[Stored data]

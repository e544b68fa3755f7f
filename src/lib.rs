// src/lib.rs

pub mod catalog;
pub mod cli;
pub mod config;
pub mod engine;
pub mod errors;
pub mod exec;
pub mod frontend;
pub mod logging;
pub mod report;
pub mod sink;
pub mod types;

use anyhow::{Context, Result};
use tokio::sync::mpsc;
use tracing::{debug, info};

use crate::catalog::ScriptCatalog;
use crate::cli::{CliArgs, Command};
use crate::config::{AppConfig, load_app_config, resolve_app_root};
use crate::engine::{CoreOptions, CoreRuntime, Runtime, RuntimeEvent, RuntimeOptions};
use crate::exec::{LaunchSettings, RealExecutorBackend};
use crate::frontend::{Frontend, ReplFrontend, TerminalFrontend};
use crate::types::clamp_limit;

/// High-level entry point used by `main.rs`. Returns the process exit code.
///
/// This wires together:
/// - config loading
/// - core runtime / async shell
/// - executor
/// - frontend (one-shot terminal or interactive shell)
/// - Ctrl-C handling
pub async fn run(args: CliArgs) -> Result<i32> {
    let root = resolve_app_root(args.root.as_deref())?;
    let mut cfg = load_app_config(root, args.catalog.as_deref(), args.settings.as_deref())
        .context("loading configuration")?;

    if let Some(limit) = args.max_concurrent {
        cfg.settings.max_concurrent = clamp_limit(limit);
    }

    match args.command {
        Command::Check => {
            print_check(&cfg);
            Ok(0)
        }
        Command::List { search, tag, tags } => {
            let catalog = ScriptCatalog::new(cfg.scripts);
            if tags {
                for t in catalog.tags() {
                    println!("{t}");
                }
            } else {
                println!(
                    "{}",
                    report::scripts_report(&catalog, search.as_deref(), tag.as_deref())
                );
            }
            Ok(0)
        }
        Command::Run { scripts } => {
            let (rt_tx, rt_rx) = mpsc::channel::<RuntimeEvent>(256);
            let frontend = TerminalFrontend::new(rt_tx.clone());

            for script in scripts {
                rt_tx.send(RuntimeEvent::LaunchRequested { script }).await?;
            }
            rt_tx.send(RuntimeEvent::InputClosed).await?;

            let summary = drive(cfg, rt_tx, rt_rx, frontend).await?;
            Ok(if summary.all_succeeded() { 0 } else { 1 })
        }
        Command::Shell => {
            let (rt_tx, rt_rx) = mpsc::channel::<RuntimeEvent>(256);
            let (frontend, _input_thread) =
                ReplFrontend::spawn(rt_tx.clone()).context("starting input thread")?;

            println!(
                "scriptrun: {} script(s) loaded, limit {}. Type \"help\" for commands.",
                cfg.scripts.len(),
                cfg.settings.max_concurrent
            );

            drive(cfg, rt_tx, rt_rx, frontend).await?;
            Ok(0)
        }
    }
}

/// Build the core, executor and runtime, then run until the core exits.
async fn drive<F: Frontend>(
    cfg: AppConfig,
    rt_tx: mpsc::Sender<RuntimeEvent>,
    rt_rx: mpsc::Receiver<RuntimeEvent>,
    frontend: F,
) -> Result<engine::RunSummary> {
    let settings = cfg.settings;
    info!(
        root = %cfg.root.display(),
        scripts = cfg.scripts.len(),
        max_concurrent = settings.max_concurrent,
        "starting scriptrun"
    );

    let executor = RealExecutorBackend::new(
        rt_tx.clone(),
        LaunchSettings::new(cfg.root, settings.elevation_program.clone()),
    );

    // Ctrl-C → cancel everything and exit.
    {
        let tx = rt_tx.clone();
        tokio::spawn(async move {
            if let Err(e) = tokio::signal::ctrl_c().await {
                eprintln!("failed to listen for Ctrl+C: {e}");
                return;
            }
            let _ = tx.send(RuntimeEvent::ShutdownRequested { confirmed: true }).await;
        });
    }
    drop(rt_tx);

    let options = CoreOptions::from_settings(&settings, RuntimeOptions { exit_when_idle: true });

    // Construct the pure core runtime (single source of truth for semantics).
    let core = CoreRuntime::new(
        ScriptCatalog::new(cfg.scripts),
        settings.max_concurrent,
        settings.cache_credential,
        options,
    );

    // Construct the async IO shell around the core.
    let runtime = Runtime::new(core, rt_rx, executor, frontend)
        .with_shutdown_timeout(settings.shutdown_timeout);
    let summary = runtime.run().await?;

    debug!(?summary, "runtime finished");
    Ok(summary)
}

/// Print the validated configuration without running anything.
fn print_check(cfg: &AppConfig) {
    let s = &cfg.settings;
    println!("scriptrun check");
    println!("  root = {}", cfg.root.display());
    println!("  runner.max_concurrent = {}", s.max_concurrent);
    println!("  runner.cancel_grace_period = {:?}", s.cancel_grace_period);
    println!("  runner.shutdown_timeout = {:?}", s.shutdown_timeout);
    println!("  runner.tab_reuse = {}", s.tab_reuse);
    println!("  runner.allow_duplicate_runs = {}", s.allow_duplicate_runs);
    println!("  runner.cache_credential = {}", s.cache_credential);
    println!("  runner.elevation_program = {}", s.elevation_program);
    println!();

    println!("scripts ({}):", cfg.scripts.len());
    for script in &cfg.scripts {
        let resolved = exec::resolve_script_path(&cfg.root, &script.path);
        let missing = if resolved.is_file() { "" } else { "  (missing)" };
        println!("  - {}", script.label);
        println!("      path: {}{missing}", resolved.display());
        if script.needs_sudo {
            println!("      needs_sudo: true");
        }
        if !script.tags.is_empty() {
            println!("      tags: {:?}", script.tags);
        }
    }

    debug!("check complete (no execution)");
}
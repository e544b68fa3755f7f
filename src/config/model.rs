// src/config/model.rs

use std::collections::BTreeSet;
use std::path::PathBuf;
use std::time::Duration;

use serde::Deserialize;

use crate::types::{DEFAULT_MAX_CONCURRENT, TabReusePolicy};

/// One entry of the script list as read from JSON.
///
/// ```json
/// [
///   {
///     "label": "Update packages",
///     "path": "scripts/update.sh",
///     "needs_sudo": true,
///     "tags": ["system", "apt"],
///     "description": "apt update && apt upgrade"
///   }
/// ]
/// ```
///
/// Only `label` and `path` are mandatory.
#[derive(Debug, Clone, Deserialize)]
#[serde(deny_unknown_fields)]
pub struct RawScriptDescriptor {
    pub label: String,
    pub path: String,
    #[serde(default)]
    pub needs_sudo: bool,
    #[serde(default)]
    pub tags: Vec<String>,
    #[serde(default)]
    pub description: String,
}

/// A validated script descriptor. Read-only after load.
///
/// `path` is kept exactly as written in the configuration; it is resolved
/// against the application root only when the script is launched.
#[derive(Debug, Clone, PartialEq, Eq)]
pub struct ScriptDescriptor {
    pub label: String,
    pub path: String,
    pub needs_sudo: bool,
    pub tags: BTreeSet<String>,
    pub description: String,
}

impl ScriptDescriptor {
    /// Short display name used in summary lines (`[DONE] backup.sh`).
    pub fn file_name(&self) -> &str {
        self.path
            .rsplit(['/', '\\'])
            .next()
            .filter(|s| !s.is_empty())
            .unwrap_or(&self.path)
    }

    pub fn has_tag(&self, tag: &str) -> bool {
        self.tags.iter().any(|t| t.eq_ignore_ascii_case(tag))
    }
}

/// Settings file as read from TOML.
///
/// ```toml
/// [runner]
/// max_concurrent = 5
/// cancel_grace_period = "3s"
/// shutdown_timeout = "5s"
/// tab_reuse = "reuse"
/// allow_duplicate_runs = false
/// cache_credential = true
/// elevation_program = "sudo"
/// ```
///
/// The file and every key in it are optional.
#[derive(Debug, Clone, Deserialize, Default)]
pub struct RawSettingsFile {
    #[serde(default)]
    pub runner: RunnerSection,
}

/// `[runner]` section.
#[derive(Debug, Clone, Deserialize)]
#[serde(deny_unknown_fields)]
pub struct RunnerSection {
    #[serde(default = "default_max_concurrent")]
    pub max_concurrent: usize,

    /// Time between SIGTERM and SIGKILL when cancelling a job.
    #[serde(default = "default_cancel_grace_period")]
    pub cancel_grace_period: String,

    /// Upper bound on how long shutdown waits for workers.
    #[serde(default = "default_shutdown_timeout")]
    pub shutdown_timeout: String,

    #[serde(default)]
    pub tab_reuse: TabReusePolicy,

    #[serde(default)]
    pub allow_duplicate_runs: bool,

    #[serde(default = "default_cache_credential")]
    pub cache_credential: bool,

    #[serde(default = "default_elevation_program")]
    pub elevation_program: String,
}

fn default_max_concurrent() -> usize {
    DEFAULT_MAX_CONCURRENT
}

fn default_cancel_grace_period() -> String {
    "3s".to_string()
}

fn default_shutdown_timeout() -> String {
    "5s".to_string()
}

fn default_cache_credential() -> bool {
    true
}

fn default_elevation_program() -> String {
    "sudo".to_string()
}

impl Default for RunnerSection {
    fn default() -> Self {
        Self {
            max_concurrent: default_max_concurrent(),
            cancel_grace_period: default_cancel_grace_period(),
            shutdown_timeout: default_shutdown_timeout(),
            tab_reuse: TabReusePolicy::default(),
            allow_duplicate_runs: false,
            cache_credential: default_cache_credential(),
            elevation_program: default_elevation_program(),
        }
    }
}

/// Validated runner settings.
#[derive(Debug, Clone, PartialEq, Eq)]
pub struct RunnerSettings {
    pub max_concurrent: usize,
    pub cancel_grace_period: Duration,
    pub shutdown_timeout: Duration,
    pub tab_reuse: TabReusePolicy,
    pub allow_duplicate_runs: bool,
    pub cache_credential: bool,
    pub elevation_program: String,
}

impl Default for RunnerSettings {
    fn default() -> Self {
        Self {
            max_concurrent: DEFAULT_MAX_CONCURRENT,
            cancel_grace_period: Duration::from_secs(3),
            shutdown_timeout: Duration::from_secs(5),
            tab_reuse: TabReusePolicy::default(),
            allow_duplicate_runs: false,
            cache_credential: true,
            elevation_program: default_elevation_program(),
        }
    }
}

/// Everything the application needs from configuration.
#[derive(Debug, Clone)]
pub struct AppConfig {
    /// Directory script paths are resolved against.
    pub root: PathBuf,
    pub scripts: Vec<ScriptDescriptor>,
    pub settings: RunnerSettings,
}

/// Parse a short duration string: `"250ms"`, `"3s"`, `"2m"` or a bare
/// number of seconds.
pub fn parse_duration(s: &str) -> Option<Duration> {
    let s = s.trim();
    if let Some(ms) = s.strip_suffix("ms") {
        return ms.trim().parse::<u64>().ok().map(Duration::from_millis);
    }
    if let Some(secs) = s.strip_suffix('s') {
        return secs.trim().parse::<f64>().ok().and_then(secs_to_duration);
    }
    if let Some(mins) = s.strip_suffix('m') {
        return mins
            .trim()
            .parse::<f64>()
            .ok()
            .and_then(|m| secs_to_duration(m * 60.0));
    }
    s.parse::<f64>().ok().and_then(secs_to_duration)
}

fn secs_to_duration(secs: f64) -> Option<Duration> {
    if secs.is_finite() && secs >= 0.0 {
        Some(Duration::from_secs_f64(secs))
    } else {
        None
    }
}

#[cfg(test)]
mod tests {
    use super::*;

    #[test]
    fn parses_duration_units() {
        assert_eq!(parse_duration("250ms"), Some(Duration::from_millis(250)));
        assert_eq!(parse_duration("3s"), Some(Duration::from_secs(3)));
        assert_eq!(parse_duration("1.5s"), Some(Duration::from_millis(1500)));
        assert_eq!(parse_duration("2m"), Some(Duration::from_secs(120)));
        assert_eq!(parse_duration("4"), Some(Duration::from_secs(4)));
        assert_eq!(parse_duration("soon"), None);
        assert_eq!(parse_duration("-1s"), None);
    }

    #[test]
    fn file_name_is_last_path_component() {
        let d = ScriptDescriptor {
            label: "Backup".into(),
            path: "scripts/nightly/backup.sh".into(),
            needs_sudo: false,
            tags: BTreeSet::new(),
            description: String::new(),
        };
        assert_eq!(d.file_name(), "backup.sh");
    }
}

• [DIRECTIONS]: Copy each line of the records containing the string "mins".

• [WRITTEN REPLY]:
    if let Some(mins) = s.strip_suffix('m') {
        return mins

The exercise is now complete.